Your instructions: Reproduce word for word the lines between those holding "impl<MF, RF> Loader<MF, RF>" and "module and resource", inclusive, and nothing else from the data below.

Saved data entries:
++++++++++
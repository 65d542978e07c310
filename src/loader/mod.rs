//! Asynchronous loading of the simulation module and its companion resource.
//!
//! A [`Loader`] owns two factories. Each run invokes both factories up front
//! and then waits for their results according to its [`LoadStrategy`]. The
//! loader keeps nothing once a run finishes: the handles are returned to the
//! caller, or dropped by [`Loader::run`].

mod error;
mod state;

use std::future::Future;

use futures::future;
use log::debug;

pub use error::LoadError;
pub use state::{LoadState, LoadTracker};

/// Asynchronous factory producing one artifact handle per invocation.
pub trait Factory {
    type Output;
    type Future: Future<Output = Result<Self::Output, LoadError>>;

    fn start(&self) -> Self::Future;
}

impl<F, Fut, T> Factory for F
where
    F: Fn() -> Fut,
    Fut: Future<Output = Result<T, LoadError>>,
{
    type Output = T;
    type Future = Fut;

    fn start(&self) -> Fut {
        self()
    }
}

/// How the two in-flight loads are awaited.
#[derive(Debug, Clone, Copy, PartialEq, Eq, Default)]
pub enum LoadStrategy {
    /// Await the module, then the resource.
    ///
    /// The resource future is not polled until the module resolves. If the
    /// module never resolves, the resource outcome is never observed even
    /// when the underlying read has already finished.
    Sequential,
    /// Poll both together and finish once both are ready or either fails.
    #[default]
    Joined,
}

/// Both handles produced by a successful run.
#[derive(Debug, Clone, PartialEq)]
pub struct Loaded<M, R> {
    pub module: M,
    pub resource: R,
}

pub struct Loader<MF, RF> {
    module: MF,
    resource: RF,
    strategy: LoadStrategy,
}

impl<MF, RF> Loader<MF, RF>
where
    MF: Factory,
    RF: Factory,
{
    pub fn new(module: MF, resource: RF) -> Self {
        Self {
            module,
            resource,
            strategy: LoadStrategy::default(),
        }
    }

    pub fn with_strategy(mut self, strategy: LoadStrategy) -> Self {
        self.strategy = strategy;
        self
    }

    pub fn strategy(&self) -> LoadStrategy {
        self.strategy
    }

    /// Loads both artifacts with a private tracker.
    pub async fn load(&self) -> Result<Loaded<MF::Output, RF::Output>, LoadError> {
        self.load_tracked(&LoadTracker::new()).await
    }

    /// Loads both artifacts, recording every state transition in `tracker`.
    ///
    /// The tracker should be fresh: a tracker that already reached a terminal
    /// state ignores further transitions.
    pub async fn load_tracked(
        &self,
        tracker: &LoadTracker,
    ) -> Result<Loaded<MF::Output, RF::Output>, LoadError> {
        let module = self.module.start();
        let resource = self.resource.start();
        tracker.advance(LoadState::LoadingModule);
        debug!("started module and resource loads ({:?})", self.strategy);

        let result = match self.strategy {
            LoadStrategy::Sequential => load_sequential(module, resource, tracker).await,
            LoadStrategy::Joined => load_joined(module, resource, tracker).await,
        };

        match &result {
            Ok(_) => tracker.advance(LoadState::Done),
            Err(err) => {
                debug!("load failed: {err}");
                tracker.advance(LoadState::Failed)
            }
        };
        result
    }

    /// Entry point form: loads both artifacts and discards the handles.
    pub async fn run(&self) -> Result<(), LoadError> {
        let _loaded = self.load().await?;
        Ok(())
    }
}

async fn load_sequential<M, R>(
    module: impl Future<Output = Result<M, LoadError>>,
    resource: impl Future<Output = Result<R, LoadError>>,
    tracker: &LoadTracker,
) -> Result<Loaded<M, R>, LoadError> {
    let module = module.await?;
    tracker.advance(LoadState::LoadingResource);
    let resource = resource.await?;
    Ok(Loaded { module, resource })
}

async fn load_joined<M, R>(
    module: impl Future<Output = Result<M, LoadError>>,
    resource: impl Future<Output = Result<R, LoadError>>,
    tracker: &LoadTracker,
) -> Result<Loaded<M, R>, LoadError> {
    let module = async {
        let module = module.await?;
        tracker.advance(LoadState::LoadingResource);
        Ok::<_, LoadError>(module)
    };
    let (module, resource) = future::try_join(module, resource).await?;
    Ok(Loaded { module, resource })
}
//! Loader and integrator for the three-body simulation module.
//!
//! The crate bootstraps the simulation the way a host page does: once the
//! host signals that its content is ready, the compiled module and its
//! companion resource are fetched concurrently and validated. The gravity
//! integrator that the module exposes lives alongside, together with the
//! scenario format used to describe initial conditions.

pub mod app;
pub mod artifact;
pub mod lifecycle;
pub mod loader;
pub mod physics;
pub mod scenario;
pub mod simulation;
#[cfg(target_arch = "wasm32")]
pub mod web;

pub use artifact::{load_module_file, load_resource_file, ModuleHandle, ResourceHandle};
pub use lifecycle::{Dispatch, Lifecycle};
pub use loader::{Factory, LoadError, LoadState, LoadStrategy, LoadTracker, Loaded, Loader};
pub use physics::{Body, Derivative, System};
pub use scenario::Scenario;
pub use simulation::Simulation;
++++++++++
Reply:
impl<MF, RF> Loader<MF, RF>
where
    MF: Factory,
    RF: Factory,
{
    pub fn new(module: MF, resource: RF) -> Self {
        Self {
            module,
            resource,
            strategy: LoadStrategy::default(),
        }
    }

    pub fn with_strategy(mut self, strategy: LoadStrategy) -> Self {
        self.strategy = strategy;
        self
    }

    pub fn strategy(&self) -> LoadStrategy {
        self.strategy
    }

    /// Loads both artifacts with a private tracker.
    pub async fn load(&self) -> Result<Loaded<MF::Output, RF::Output>, LoadError> {
        self.load_tracked(&LoadTracker::new()).await
    }

    /// Loads both artifacts, recording every state transition in `tracker`.
    ///
    /// The tracker should be fresh: a tracker that already reached a terminal
    /// state ignores further transitions.
    pub async fn load_tracked(
        &self,
        tracker: &LoadTracker,
    ) -> Result<Loaded<MF::Output, RF::Output>, LoadError> {
        let module = self.module.start();
        let resource = self.resource.start();
        tracker.advance(LoadState::LoadingModule);
        debug!("started module and resource loads ({:?})", self.strategy);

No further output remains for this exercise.